To do =>
Give the data again exactly, stopping after the "pub enum ValidationError" line.

#### Record excerpts ####

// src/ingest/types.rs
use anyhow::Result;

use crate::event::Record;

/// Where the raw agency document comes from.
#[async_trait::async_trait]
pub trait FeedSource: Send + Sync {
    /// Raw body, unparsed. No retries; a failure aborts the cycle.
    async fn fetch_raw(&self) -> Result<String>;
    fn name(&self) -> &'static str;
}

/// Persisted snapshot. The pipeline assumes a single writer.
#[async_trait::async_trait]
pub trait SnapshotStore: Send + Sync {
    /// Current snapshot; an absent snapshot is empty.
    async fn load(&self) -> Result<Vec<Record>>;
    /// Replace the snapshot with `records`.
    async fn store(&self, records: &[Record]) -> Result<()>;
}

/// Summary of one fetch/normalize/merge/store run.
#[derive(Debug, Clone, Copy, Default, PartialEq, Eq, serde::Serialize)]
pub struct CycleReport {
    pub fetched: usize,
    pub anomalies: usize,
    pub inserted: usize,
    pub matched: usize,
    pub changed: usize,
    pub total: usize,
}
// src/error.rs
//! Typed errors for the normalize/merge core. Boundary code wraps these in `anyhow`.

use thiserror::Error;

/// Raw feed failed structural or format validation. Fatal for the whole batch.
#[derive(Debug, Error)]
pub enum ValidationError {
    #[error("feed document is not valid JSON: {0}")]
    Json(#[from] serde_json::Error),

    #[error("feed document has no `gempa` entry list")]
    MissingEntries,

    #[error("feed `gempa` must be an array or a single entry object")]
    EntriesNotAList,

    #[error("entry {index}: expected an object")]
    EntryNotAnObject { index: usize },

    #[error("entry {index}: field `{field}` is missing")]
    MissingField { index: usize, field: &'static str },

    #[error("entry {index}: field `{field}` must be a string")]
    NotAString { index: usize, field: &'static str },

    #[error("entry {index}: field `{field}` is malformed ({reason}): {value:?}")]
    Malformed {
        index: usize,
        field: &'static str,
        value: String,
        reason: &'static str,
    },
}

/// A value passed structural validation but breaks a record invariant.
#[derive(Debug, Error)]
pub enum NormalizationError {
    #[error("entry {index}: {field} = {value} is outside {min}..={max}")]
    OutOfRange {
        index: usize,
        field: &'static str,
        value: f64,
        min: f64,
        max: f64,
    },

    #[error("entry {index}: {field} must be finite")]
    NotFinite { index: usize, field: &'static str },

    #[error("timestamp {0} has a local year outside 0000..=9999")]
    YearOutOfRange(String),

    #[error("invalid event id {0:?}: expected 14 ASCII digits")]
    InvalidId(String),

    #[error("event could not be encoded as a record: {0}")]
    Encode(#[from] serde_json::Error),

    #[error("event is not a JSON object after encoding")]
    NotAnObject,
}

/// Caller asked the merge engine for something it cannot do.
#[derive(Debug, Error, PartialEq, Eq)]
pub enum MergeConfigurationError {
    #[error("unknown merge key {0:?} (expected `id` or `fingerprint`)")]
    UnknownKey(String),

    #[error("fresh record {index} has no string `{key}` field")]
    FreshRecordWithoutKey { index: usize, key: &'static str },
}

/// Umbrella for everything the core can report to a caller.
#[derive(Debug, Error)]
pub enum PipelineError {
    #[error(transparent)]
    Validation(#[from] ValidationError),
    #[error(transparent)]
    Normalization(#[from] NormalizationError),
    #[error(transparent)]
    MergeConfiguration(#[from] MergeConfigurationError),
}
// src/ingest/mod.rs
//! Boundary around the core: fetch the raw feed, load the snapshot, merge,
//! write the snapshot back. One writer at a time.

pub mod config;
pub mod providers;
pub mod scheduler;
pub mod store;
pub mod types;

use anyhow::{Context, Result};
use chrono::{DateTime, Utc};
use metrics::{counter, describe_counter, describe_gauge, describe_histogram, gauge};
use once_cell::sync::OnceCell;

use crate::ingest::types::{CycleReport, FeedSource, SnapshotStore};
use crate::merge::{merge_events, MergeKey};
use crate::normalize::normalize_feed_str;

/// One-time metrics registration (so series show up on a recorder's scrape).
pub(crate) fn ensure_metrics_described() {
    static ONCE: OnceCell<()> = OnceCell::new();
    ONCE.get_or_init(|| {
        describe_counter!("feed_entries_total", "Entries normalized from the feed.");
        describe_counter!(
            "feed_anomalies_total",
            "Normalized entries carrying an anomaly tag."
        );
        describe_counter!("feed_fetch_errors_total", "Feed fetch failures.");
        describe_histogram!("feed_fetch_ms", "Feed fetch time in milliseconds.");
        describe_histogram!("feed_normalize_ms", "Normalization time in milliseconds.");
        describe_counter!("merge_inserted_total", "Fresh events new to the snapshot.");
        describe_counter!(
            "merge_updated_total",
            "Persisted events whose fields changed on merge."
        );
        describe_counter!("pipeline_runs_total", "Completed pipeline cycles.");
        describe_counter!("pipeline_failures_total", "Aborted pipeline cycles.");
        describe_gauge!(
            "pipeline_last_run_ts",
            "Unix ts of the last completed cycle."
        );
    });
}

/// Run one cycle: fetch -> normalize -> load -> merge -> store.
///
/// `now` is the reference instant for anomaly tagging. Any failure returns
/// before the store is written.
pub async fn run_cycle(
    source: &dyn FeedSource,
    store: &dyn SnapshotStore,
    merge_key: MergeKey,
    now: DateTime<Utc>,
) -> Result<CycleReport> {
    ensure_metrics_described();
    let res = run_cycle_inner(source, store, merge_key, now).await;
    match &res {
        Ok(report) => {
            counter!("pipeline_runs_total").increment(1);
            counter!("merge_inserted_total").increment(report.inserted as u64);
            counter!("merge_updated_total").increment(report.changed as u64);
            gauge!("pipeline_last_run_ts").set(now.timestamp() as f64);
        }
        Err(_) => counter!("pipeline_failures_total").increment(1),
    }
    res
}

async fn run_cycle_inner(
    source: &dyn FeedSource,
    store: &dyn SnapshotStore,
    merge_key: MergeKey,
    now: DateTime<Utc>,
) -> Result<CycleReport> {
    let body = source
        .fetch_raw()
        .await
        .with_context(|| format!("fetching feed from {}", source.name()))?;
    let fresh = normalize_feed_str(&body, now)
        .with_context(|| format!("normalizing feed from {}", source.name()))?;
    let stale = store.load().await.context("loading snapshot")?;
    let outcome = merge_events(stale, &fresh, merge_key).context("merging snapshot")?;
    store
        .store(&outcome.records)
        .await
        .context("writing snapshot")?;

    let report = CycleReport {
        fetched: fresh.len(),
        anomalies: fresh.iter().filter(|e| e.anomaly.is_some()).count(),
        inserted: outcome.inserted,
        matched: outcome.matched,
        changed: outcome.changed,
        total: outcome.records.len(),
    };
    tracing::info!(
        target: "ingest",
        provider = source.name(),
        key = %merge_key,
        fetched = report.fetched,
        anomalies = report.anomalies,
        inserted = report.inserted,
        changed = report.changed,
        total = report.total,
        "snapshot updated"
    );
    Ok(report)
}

####

Solution =>
// src/ingest/types.rs
use anyhow::Result;

use crate::event::Record;

/// Where the raw agency document comes from.
#[async_trait::async_trait]
pub trait FeedSource: Send + Sync {
    /// Raw body, unparsed. No retries; a failure aborts the cycle.
    async fn fetch_raw(&self) -> Result<String>;
    fn name(&self) -> &'static str;
}

/// Persisted snapshot. The pipeline assumes a single writer.
#[async_trait::async_trait]
pub trait SnapshotStore: Send + Sync {
    /// Current snapshot; an absent snapshot is empty.
    async fn load(&self) -> Result<Vec<Record>>;
    /// Replace the snapshot with `records`.
    async fn store(&self, records: &[Record]) -> Result<()>;
}

/// Summary of one fetch/normalize/merge/store run.
#[derive(Debug, Clone, Copy, Default, PartialEq, Eq, serde::Serialize)]
pub struct CycleReport {
    pub fetched: usize,
    pub anomalies: usize,
    pub inserted: usize,
    pub matched: usize,
    pub changed: usize,
    pub total: usize,
}
// src/error.rs
//! Typed errors for the normalize/merge core. Boundary code wraps these in `anyhow`.

use thiserror::Error;

/// Raw feed failed structural or format validation. Fatal for the whole batch.
#[derive(Debug, Error)]
pub enum ValidationError {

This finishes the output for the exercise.